1.7 Proof of Theorem 2

Instead of proving the theorem for the listed mechanisms, we prove it for a general class of mechanisms by using axioms.

Claim 2

Let \(\Psi =(\varphi ^{1},\varphi ^{2})\) be a system such that \( \varphi ^{1}\) is individually rational, non-wasteful, and

  1. (a)

    Mutually fair, and favors higher ranks, or

  2. (b)

    Population monotonic, weakly non-bossy, and fair.

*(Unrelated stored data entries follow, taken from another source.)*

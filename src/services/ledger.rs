// SPDX-License-Identifier: MIT
// Copyright 2026 Roland Dreier <roland@rolandd.dev>

//! Capped, most-recent-first activity log.

use crate::models::Activity;
use serde::{Deserialize, Serialize};
use std::collections::VecDeque;

/// Number of activities retained; older entries are evicted first.
pub const LEDGER_CAPACITY: usize = 50;

/// Activity log, newest entry first.
#[derive(Debug, Clone, Default, PartialEq, Serialize, Deserialize)]
#[serde(from = "Vec<Activity>", into = "Vec<Activity>")]
pub struct ActivityLedger {
    entries: VecDeque<Activity>,
}

impl ActivityLedger {
    pub fn new() -> Self {
        Self::default()
    }

    /// Insert at the front and evict anything past [`LEDGER_CAPACITY`].
    pub fn append(&mut self, activity: Activity) {
        self.entries.push_front(activity);
        self.entries.truncate(LEDGER_CAPACITY);
    }

    /// Snapshot of the entries, newest first.
    pub fn list(&self) -> Vec<Activity> {
        self.entries.iter().cloned().collect()
    }

    pub fn iter(&self) -> impl Iterator<Item = &Activity> {
        self.entries.iter()
    }

    pub fn len(&self) -> usize {
        self.entries.len()
    }

    pub fn is_empty(&self) -> bool {
        self.entries.is_empty()
    }
}

impl From<Vec<Activity>> for ActivityLedger {
    /// Adopt an already newest-first list, applying the cap.
    fn from(mut activities: Vec<Activity>) -> Self {
        activities.truncate(LEDGER_CAPACITY);
        Self {
            entries: activities.into(),
        }
    }
}

impl From<ActivityLedger> for Vec<Activity> {
    fn from(ledger: ActivityLedger) -> Self {
        ledger.entries.into()
    }
}

#[cfg(test)]
mod tests {
    use super::*;
    use crate::models::{ActivityEvent, ActivityKind};
    use chrono::Utc;

    fn activity(n: u32) -> Activity {
        ActivityEvent::new(ActivityKind::Visit, format!("activity {}", n))
            .into_activity("user", n, Utc::now())
    }

    #[test]
    fn test_append_puts_newest_first() {
        let mut ledger = ActivityLedger::new();
        ledger.append(activity(1));
        ledger.append(activity(2));

        let points: Vec<u32> = ledger.iter().map(|a| a.points).collect();
        assert_eq!(points, vec![2, 1]);
    }

    #[test]
    fn test_cap_evicts_oldest() {
        let mut ledger = ActivityLedger::new();
        for n in 1..=51 {
            ledger.append(activity(n));
            assert!(ledger.len() <= LEDGER_CAPACITY);
        }

        let list = ledger.list();
        assert_eq!(list.len(), 50);
        assert_eq!(list[0].points, 51);
        assert_eq!(list[49].points, 2);
        assert!(!list.iter().any(|a| a.points == 1));
    }

    #[test]
    fn test_serializes_as_plain_array() {
        let mut ledger = ActivityLedger::new();
        ledger.append(activity(7));
        let json = serde_json::to_value(&ledger).unwrap();
        assert!(json.is_array());
        assert_eq!(json[0]["points"], 7);
    }

    #[test]
    fn test_oversized_stored_list_is_capped_on_load() {
        let list: Vec<Activity> = (0..60).map(activity).collect();
        let json = serde_json::to_string(&list).unwrap();
        let ledger: ActivityLedger = serde_json::from_str(&json).unwrap();
        assert_eq!(ledger.len(), LEDGER_CAPACITY);
    }

    #[test]
    fn test_from_vec_applies_cap() {
        let list: Vec<Activity> = (0..60).map(activity).collect();
        let ledger = ActivityLedger::from(list);
        assert_eq!(ledger.len(), LEDGER_CAPACITY);
        assert_eq!(ledger.list()[0].points, 0);
    }
}
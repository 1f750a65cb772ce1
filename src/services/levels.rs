// SPDX-License-Identifier: MIT
// Copyright 2026 Roland Dreier <roland@rolandd.dev>

//! Level thresholds and the derivations computed from a point total.
//!
//! Points are the single source of truth: the current level, the distance
//! to the next level and the progress-bar fraction are all recomputed from
//! them on demand.

use crate::models::GameLevel;
use once_cell::sync::Lazy;

static STANDARD_LEVELS: Lazy<LevelTable> = Lazy::new(|| LevelTable {
    levels: vec![
        level(
            1,
            "Explorador",
            0,
            &["Acesso ao mapa de negócios"],
            "from-gray-400 to-gray-600",
        ),
        level(
            2,
            "Descobridor",
            100,
            &["Ofertas exclusivas", "Badge de Descobridor"],
            "from-green-400 to-green-600",
        ),
        level(
            3,
            "Aventureiro",
            300,
            &["Descontos especiais", "Prioridade em eventos"],
            "from-blue-400 to-blue-600",
        ),
        level(
            4,
            "Embaixador",
            600,
            &["Cashback em pontos", "Acesso VIP"],
            "from-purple-400 to-purple-600",
        ),
        level(
            5,
            "Lenda Local",
            1000,
            &["Benefícios premium", "Influência na comunidade"],
            "from-yellow-400 to-orange-600",
        ),
    ],
});

fn level(number: u32, name: &str, min_points: u32, benefits: &[&str], color: &str) -> GameLevel {
    GameLevel {
        level: number,
        name: name.to_string(),
        min_points,
        benefits: benefits.iter().map(|b| b.to_string()).collect(),
        color: color.to_string(),
    }
}

/// Ordered level table (ascending thresholds).
#[derive(Debug, Clone, PartialEq)]
pub struct LevelTable {
    levels: Vec<GameLevel>,
}

impl LevelTable {
    /// The five-tier table used by the application.
    pub fn standard() -> &'static LevelTable {
        &STANDARD_LEVELS
    }

    /// Build a custom table.
    ///
    /// The first level must start at 0 points, level numbers must strictly
    /// increase and thresholds must not decrease.
    pub fn new(levels: Vec<GameLevel>) -> Result<Self, LevelTableError> {
        let first = levels.first().ok_or(LevelTableError::Empty)?;
        if first.min_points != 0 {
            return Err(LevelTableError::NonZeroBase(first.min_points));
        }

        for pair in levels.windows(2) {
            if pair[1].level <= pair[0].level {
                return Err(LevelTableError::LevelOrder(pair[1].level));
            }
            if pair[1].min_points < pair[0].min_points {
                return Err(LevelTableError::ThresholdOrder(pair[1].level));
            }
        }

        Ok(Self { levels })
    }

    pub fn levels(&self) -> &[GameLevel] {
        &self.levels
    }

    pub fn get(&self, level: u32) -> Option<&GameLevel> {
        self.levels.iter().find(|l| l.level == level)
    }

    /// Highest level in the table.
    pub fn max_level(&self) -> &GameLevel {
        // Non-empty by construction.
        &self.levels[self.levels.len() - 1]
    }

    /// Level held with `points`: the last entry whose threshold is `<= points`.
    pub fn level_for(&self, points: u32) -> &GameLevel {
        self.levels
            .iter()
            .fold(&self.levels[0], |held, l| if points >= l.min_points { l } else { held })
    }

    /// Points still needed for the next level, or 0 at the maximum level.
    pub fn points_to_next_level(&self, points: u32) -> u32 {
        let current = self.level_for(points);
        self.levels
            .iter()
            .find(|l| l.level > current.level)
            .map(|next| next.min_points.saturating_sub(points))
            .unwrap_or(0)
    }

    /// Everything the progress card shows for a point total.
    pub fn progress(&self, points: u32) -> LevelProgress {
        let current = self.level_for(points).clone();
        let is_max_level = current.level == self.max_level().level;
        let points_to_next = self.points_to_next_level(points);

        let fraction = if is_max_level {
            1.0
        } else {
            let earned_in_level = f64::from(points - current.min_points);
            let span = f64::from(points_to_next) + earned_in_level;
            if span == 0.0 {
                1.0
            } else {
                earned_in_level / span
            }
        };

        LevelProgress {
            points,
            level: current,
            points_to_next,
            fraction,
            is_max_level,
        }
    }
}

/// Derived view of a user's standing.
#[derive(Debug, Clone, PartialEq)]
pub struct LevelProgress {
    pub points: u32,
    pub level: GameLevel,
    /// Points still needed for the next level (0 at max level)
    pub points_to_next: u32,
    /// Progress towards the next level (0.0 - 1.0)
    pub fraction: f64,
    pub is_max_level: bool,
}

impl LevelProgress {
    /// Progress as a whole percentage for display.
    pub fn percent(&self) -> u32 {
        (self.fraction * 100.0).round() as u32
    }
}

/// Errors from building a custom level table.
#[derive(Debug, thiserror::Error, PartialEq)]
pub enum LevelTableError {
    #[error("Level table is empty")]
    Empty,

    #[error("First level must start at 0 points, found {0}")]
    NonZeroBase(u32),

    #[error("Level {0} is not numbered above its predecessor")]
    LevelOrder(u32),

    #[error("Level {0} has a lower threshold than its predecessor")]
    ThresholdOrder(u32),
}
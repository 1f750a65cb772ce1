// SPDX-License-Identifier: MIT
// Copyright 2026 Roland Dreier <roland@rolandd.dev>

//! Comunidade Local Ativa bootstrap.
//!
//! Restores the local session, resolves the device position and logs the
//! user's standing and the businesses nearby.

use anyhow::Context;
use comunidade_ativa::{
    config::Config,
    db::FileStore,
    services::{
        geolocation::locate_or_default, BusinessCatalog, Registration, Session, StaticGeolocation,
    },
};
use tracing_subscriber::{layer::SubscriberExt, util::SubscriberInitExt};

#[tokio::main]
async fn main() -> anyhow::Result<()> {
    init_logging()?;

    let config = Config::from_env().context("Failed to load configuration")?;
    tracing::info!(store = %config.store_path.display(), "Starting Comunidade Local Ativa");

    let catalog = match &config.catalog_path {
        Some(path) => {
            tracing::info!(path = %path.display(), "Loading business catalog");
            BusinessCatalog::load_from_file(path).context("Failed to load business catalog")?
        }
        None => BusinessCatalog::demo(),
    };

    // One-shot position lookup; falls back to the default location.
    let provider = StaticGeolocation::new(config.home_location);
    let location = locate_or_default(&provider, config.geolocation_timeout).await;

    let mut session = Session::new(FileStore::new(&config.store_path));

    let user = match session.bootstrap()? {
        Some(snapshot) => snapshot.user,
        None => match &config.demo_user {
            Some(demo) => {
                let registration = Registration::new(&demo.name, &demo.email, "demo")
                    .with_location(location);
                session.register(registration)?
            }
            None => {
                tracing::info!("No session stored; registration required");
                return Ok(());
            }
        },
    };

    let progress = session.progress()?;
    tracing::info!(
        user = %user.name,
        points = progress.points,
        level = %progress.level.name,
        points_to_next = progress.points_to_next,
        progress_percent = progress.percent(),
        badges = user.badges.len(),
        "Current standing"
    );

    for nearby in catalog.nearby(location) {
        tracing::info!(
            business = %nearby.business.name,
            category = %nearby.business.category,
            distance = %nearby.distance_label(),
            offer = ?nearby.business.featured_offer().map(|o| &o.title),
            "Nearby business"
        );
    }

    Ok(())
}

/// Initialize structured JSON logging.
fn init_logging() -> anyhow::Result<()> {
    let format = tracing_subscriber::fmt::layer()
        .json()
        .with_target(false)
        .with_current_span(true)
        .flatten_event(true);

    tracing_subscriber::registry()
        .with(
            tracing_subscriber::EnvFilter::from_default_env()
                .add_directive("comunidade_ativa=debug".parse()?)
                .add_directive("info".parse()?),
        )
        .with(format)
        .init();
    Ok(())
}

Every NE outcome of the preference revelation game associated with \(\Psi \) leads to a matching \(\mu \) in which there does not exist an agent pair (ij) such that \(\mu (j)\in S^{1},\)\(\mu (j)\)\(P_{i}\)\(\mu (i)\) and \( i\succ _{\mu (j)}j.\)

Proof

Consider an arbitrary sequential problem \((I,S,S^{1},P,q,\succ )\). Let \( Q=(Q_{i}^{1},Q_{i}^{2})_{i\in I}\) be an NE profile and \(\mu \) be the associated equilibrium outcome. Here, \(Q_{i}^{t}\) is a strict ranking over the available schools, including \(\emptyset \), at round \(t\in \{1,2\}\). Suppose there exist two agents \(i,j\in I\) such that \(\mu (j)\in S^{1},\)\(\mu (j)P_{i}\mu (i)\) and \(i\succ _{\mu (j)}j\). By individual rationality, \( j\succ _{\mu (j)}\emptyset \). Let \(\mu (j)=s\), \(I^{\prime }=\{i^{\prime }\in I|sP_{i^{\prime }}\mu (i^{\prime })\) and \(i^{\prime }\succ _{s}j\}\) and \({\widehat{i}}\in I^{\prime }\) be the agent who has the highest priority for s among the ones in \(I^{\prime }\). We claim that submitting \( (Q^{\prime },Q_{i}^{2})\) where \(Q^{\prime }:s\)\(Q^{\prime }\)\(\emptyset \)\( Q^{\prime }\)\(x\ \)for all \(x\in S^{1}\diagdown \{s\}\) is a profitable deviation for \({\widehat{i}}\).

Let \(\varphi ^{1}(Q^{1})=\mu _{1}\), \(\varphi ^{1}(Q^{\prime },Q_{-{\widehat{i}} }^{1})={\widetilde{\mu }}_{1},\) and \({\widetilde{I}}_{1}=\{k\in I|\mu _{1}(k)\ne {\widetilde{\mu }}_{1}(k)=s\}\). Since \(\varphi ^{1}\) is individually rational, either \({\widetilde{\mu }}_{1}({\widehat{i}})=s\) or \( {\widetilde{\mu }}_{1}({\widehat{i}})=\emptyset \). If \({\widetilde{\mu }}_{1}( {\widehat{i}})=s\), then \((Q^{\prime },Q_{i}^{2})\) is a profitable deviation for \({\widehat{i}}\). If \({\widetilde{\mu }}_{1}({\widehat{i}})=\emptyset \), then \(|{\widetilde{\mu }}_{1}^{-1}(s)|=q_{s}\), \(k\succ _{s}{\widehat{i}}\) for all \( k\in \)\({\widetilde{\mu }}_{1}^{-1}(s)\), \({\widetilde{\mu }}_{1}(j)\ne s\) and \( {\widetilde{I}}_{1}\ne \emptyset \). Otherwise, mutual fairness and/or non-wastefulness of \(\varphi ^{1}\) would be violated. Suppose \(\widetilde{ \mu }_{1}({\widehat{i}})=\emptyset \).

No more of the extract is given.